Records drawn from a dataset
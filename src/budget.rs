//! Conversation transcript with a token budget.
//!
//! Token counts are estimated with a chars-per-token heuristic rather than a
//! real tokenizer, which keeps counting infallible: the budget check fails
//! open by construction. Budget enforcement discards the oldest non-system
//! turns but never touches the system instruction at index 0 and never
//! shrinks the transcript below two messages.

use crate::models::Message;

/// Approximate chars-per-token ratio for budget estimation.
const CHARS_PER_TOKEN: usize = 4;

/// Estimate the token count of a piece of text, rounding up.
pub fn count_tokens(text: &str) -> usize {
    text.chars().count().div_ceil(CHARS_PER_TOKEN)
}

/// Sum of estimated token counts across all message contents.
pub fn total_tokens(messages: &[Message]) -> usize {
    messages.iter().map(|m| count_tokens(&m.content)).sum()
}

/// A caller-owned conversation transcript.
///
/// Always begins with exactly one system message. Callers construct one per
/// session and thread it through each turn; there is no hidden global state.
#[derive(Debug, Clone)]
pub struct Transcript {
    messages: Vec<Message>,
}

impl Transcript {
    pub fn new(system_prompt: impl Into<String>) -> Self {
        Transcript {
            messages: vec![Message::system(system_prompt)],
        }
    }

    pub fn push_user(&mut self, content: impl Into<String>) {
        self.messages.push(Message::user(content));
    }

    pub fn push_assistant(&mut self, content: impl Into<String>) {
        self.messages.push(Message::assistant(content));
    }

    pub fn messages(&self) -> &[Message] {
        &self.messages
    }

    pub fn len(&self) -> usize {
        self.messages.len()
    }

    pub fn is_empty(&self) -> bool {
        self.messages.is_empty()
    }

    /// Drop the oldest non-system message while the estimated total exceeds
    /// `budget`. Stops once only the system message and one other message
    /// remain, so enforcement can never erase all context.
    pub fn enforce_budget(&mut self, budget: usize) {
        while total_tokens(&self.messages) > budget {
            if self.messages.len() <= 2 {
                break;
            }
            self.messages.remove(1);
        }
    }
}

#[cfg(test)]
mod tests {
    use super::*;
    use crate::models::Role;

    #[test]
    fn test_count_tokens_rounds_up() {
        assert_eq!(count_tokens(""), 0);
        assert_eq!(count_tokens("abc"), 1);
        assert_eq!(count_tokens("abcd"), 1);
        assert_eq!(count_tokens("abcde"), 2);
    }

    #[test]
    fn test_total_tokens_sums_messages() {
        let messages = vec![Message::system("abcd"), Message::user("abcdefgh")];
        assert_eq!(total_tokens(&messages), 3);
    }

    #[test]
    fn test_under_budget_untouched() {
        let mut t = Transcript::new("be kind");
        t.push_user("hello");
        t.push_assistant("hi there");
        let before = t.len();
        t.enforce_budget(10_000);
        assert_eq!(t.len(), before);
    }

    #[test]
    fn test_over_budget_drops_oldest_first() {
        let mut t = Transcript::new("sys");
        t.push_user("a".repeat(400));
        t.push_assistant("b".repeat(400));
        t.push_user("c".repeat(400));
        t.enforce_budget(150);
        // Oldest non-system turns removed; newest survives.
        assert!(t.messages().iter().any(|m| m.content.starts_with('c')));
        assert!(!t.messages().iter().any(|m| m.content.starts_with('a')));
    }

    #[test]
    fn test_never_below_two_messages() {
        let mut t = Transcript::new("s".repeat(4000));
        t.push_user("u".repeat(4000));
        for _ in 0..5 {
            t.enforce_budget(1);
        }
        assert_eq!(t.len(), 2);
    }

    #[test]
    fn test_system_message_never_removed() {
        let mut t = Transcript::new("the system prompt");
        for i in 0..20 {
            t.push_user(format!("{} {}", i, "x".repeat(200)));
        }
        t.enforce_budget(50);
        assert_eq!(t.messages()[0].role, Role::System);
        assert_eq!(t.messages()[0].content, "the system prompt");
    }
}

> Problem requirements:
Each line from the one containing "for i in 0..20" through the end of the entries, both included, is to be returned exactly, with no other lines.

> Solution for this task:
        for i in 0..20 {
            t.push_user(format!("{} {}", i, "x".repeat(200)));
        }
        t.enforce_budget(50);
        assert_eq!(t.messages()[0].role, Role::System);
        assert_eq!(t.messages()[0].content, "the system prompt");
    }
}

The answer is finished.